→ EXERCISE OBJECTIVE: Whenever a line contains the string "IntCoercible", copy it out of the entries.

┌─ RECORD SET

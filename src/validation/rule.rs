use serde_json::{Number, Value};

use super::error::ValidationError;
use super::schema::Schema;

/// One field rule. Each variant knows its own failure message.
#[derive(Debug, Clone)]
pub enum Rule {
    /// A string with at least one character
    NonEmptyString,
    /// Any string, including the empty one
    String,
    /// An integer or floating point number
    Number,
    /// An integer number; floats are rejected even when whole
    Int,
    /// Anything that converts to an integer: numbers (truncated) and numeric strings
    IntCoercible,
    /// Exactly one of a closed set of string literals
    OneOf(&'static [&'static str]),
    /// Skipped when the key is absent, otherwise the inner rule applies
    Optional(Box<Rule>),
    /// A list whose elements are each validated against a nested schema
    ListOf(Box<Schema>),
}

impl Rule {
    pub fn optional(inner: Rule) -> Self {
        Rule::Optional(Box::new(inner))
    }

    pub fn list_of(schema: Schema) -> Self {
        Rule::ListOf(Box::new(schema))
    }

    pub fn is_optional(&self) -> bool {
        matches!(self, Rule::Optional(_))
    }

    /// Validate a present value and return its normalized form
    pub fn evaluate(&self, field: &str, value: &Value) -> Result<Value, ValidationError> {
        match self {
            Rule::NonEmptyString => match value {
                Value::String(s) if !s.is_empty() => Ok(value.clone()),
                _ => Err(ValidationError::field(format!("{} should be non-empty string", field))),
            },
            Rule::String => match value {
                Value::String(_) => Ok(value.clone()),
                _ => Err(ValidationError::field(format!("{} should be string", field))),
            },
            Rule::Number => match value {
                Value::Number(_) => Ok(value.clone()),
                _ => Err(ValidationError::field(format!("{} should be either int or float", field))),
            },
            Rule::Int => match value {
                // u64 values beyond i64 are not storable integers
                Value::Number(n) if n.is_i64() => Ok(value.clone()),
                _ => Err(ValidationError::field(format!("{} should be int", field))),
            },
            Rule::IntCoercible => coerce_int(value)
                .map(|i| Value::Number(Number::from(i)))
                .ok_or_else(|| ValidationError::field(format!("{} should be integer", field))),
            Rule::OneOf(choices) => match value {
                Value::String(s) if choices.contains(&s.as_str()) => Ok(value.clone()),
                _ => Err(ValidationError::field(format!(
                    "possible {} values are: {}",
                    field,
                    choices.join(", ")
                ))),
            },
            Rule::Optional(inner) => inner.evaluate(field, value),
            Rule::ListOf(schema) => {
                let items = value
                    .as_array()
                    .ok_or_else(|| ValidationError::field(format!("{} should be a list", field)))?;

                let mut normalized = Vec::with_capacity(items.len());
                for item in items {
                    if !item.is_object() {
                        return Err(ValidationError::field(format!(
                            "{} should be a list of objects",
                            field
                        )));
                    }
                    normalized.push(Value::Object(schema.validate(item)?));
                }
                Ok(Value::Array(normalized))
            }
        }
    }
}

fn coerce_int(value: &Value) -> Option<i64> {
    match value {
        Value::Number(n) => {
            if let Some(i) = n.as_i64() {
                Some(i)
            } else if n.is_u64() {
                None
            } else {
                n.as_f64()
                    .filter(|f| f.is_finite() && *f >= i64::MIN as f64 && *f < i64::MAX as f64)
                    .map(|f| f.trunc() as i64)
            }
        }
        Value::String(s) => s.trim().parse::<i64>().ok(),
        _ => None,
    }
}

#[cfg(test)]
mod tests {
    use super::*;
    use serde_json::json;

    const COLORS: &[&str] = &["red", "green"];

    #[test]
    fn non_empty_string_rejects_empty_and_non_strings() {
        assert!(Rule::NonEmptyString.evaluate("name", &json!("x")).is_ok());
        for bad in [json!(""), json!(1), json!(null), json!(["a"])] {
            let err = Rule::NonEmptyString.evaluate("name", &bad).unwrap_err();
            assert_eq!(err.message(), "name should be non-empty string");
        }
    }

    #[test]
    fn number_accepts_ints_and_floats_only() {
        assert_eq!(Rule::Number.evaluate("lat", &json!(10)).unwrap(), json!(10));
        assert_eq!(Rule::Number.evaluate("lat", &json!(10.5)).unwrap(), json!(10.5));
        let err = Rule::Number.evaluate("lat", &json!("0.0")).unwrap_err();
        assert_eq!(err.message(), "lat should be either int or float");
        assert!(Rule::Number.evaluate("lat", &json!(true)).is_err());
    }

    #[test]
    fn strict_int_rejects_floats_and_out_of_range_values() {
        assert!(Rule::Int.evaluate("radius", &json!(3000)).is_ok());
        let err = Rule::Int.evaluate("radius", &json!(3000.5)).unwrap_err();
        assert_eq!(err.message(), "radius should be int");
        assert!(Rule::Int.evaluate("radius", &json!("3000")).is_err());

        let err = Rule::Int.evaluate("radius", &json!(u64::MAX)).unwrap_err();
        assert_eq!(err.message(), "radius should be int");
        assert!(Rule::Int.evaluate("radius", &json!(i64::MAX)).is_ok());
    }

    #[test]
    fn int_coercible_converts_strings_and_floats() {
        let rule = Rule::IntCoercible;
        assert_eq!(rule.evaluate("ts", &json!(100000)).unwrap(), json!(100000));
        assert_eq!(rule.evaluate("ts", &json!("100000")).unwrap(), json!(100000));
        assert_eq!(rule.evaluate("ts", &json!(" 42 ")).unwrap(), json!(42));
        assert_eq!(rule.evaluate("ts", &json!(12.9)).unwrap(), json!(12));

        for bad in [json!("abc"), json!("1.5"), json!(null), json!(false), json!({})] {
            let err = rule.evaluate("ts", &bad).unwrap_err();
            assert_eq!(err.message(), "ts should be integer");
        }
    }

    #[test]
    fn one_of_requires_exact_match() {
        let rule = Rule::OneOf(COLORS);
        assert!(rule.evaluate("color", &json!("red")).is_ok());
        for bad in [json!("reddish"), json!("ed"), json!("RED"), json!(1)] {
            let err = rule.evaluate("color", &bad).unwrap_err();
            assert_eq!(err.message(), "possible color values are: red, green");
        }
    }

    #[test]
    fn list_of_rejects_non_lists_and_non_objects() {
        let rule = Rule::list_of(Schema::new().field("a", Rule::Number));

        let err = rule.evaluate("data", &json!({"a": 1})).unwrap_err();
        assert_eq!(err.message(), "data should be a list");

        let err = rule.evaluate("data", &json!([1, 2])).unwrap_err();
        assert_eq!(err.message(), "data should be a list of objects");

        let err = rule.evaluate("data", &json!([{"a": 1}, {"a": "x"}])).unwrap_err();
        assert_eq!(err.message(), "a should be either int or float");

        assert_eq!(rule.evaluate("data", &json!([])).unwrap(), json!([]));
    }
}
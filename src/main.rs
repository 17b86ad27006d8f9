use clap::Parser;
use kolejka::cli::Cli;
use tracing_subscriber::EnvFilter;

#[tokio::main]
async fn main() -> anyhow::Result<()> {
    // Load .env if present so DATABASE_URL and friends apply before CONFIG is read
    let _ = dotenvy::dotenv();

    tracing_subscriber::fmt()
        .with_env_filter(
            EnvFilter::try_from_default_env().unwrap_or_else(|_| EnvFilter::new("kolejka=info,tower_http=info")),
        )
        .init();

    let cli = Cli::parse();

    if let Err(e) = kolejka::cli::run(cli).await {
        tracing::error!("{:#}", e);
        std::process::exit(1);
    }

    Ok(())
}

└─

→ RESULT FOR THIS EXERCISE:
    IntCoercible,
            Rule::IntCoercible => coerce_int(value)
        let rule = Rule::IntCoercible;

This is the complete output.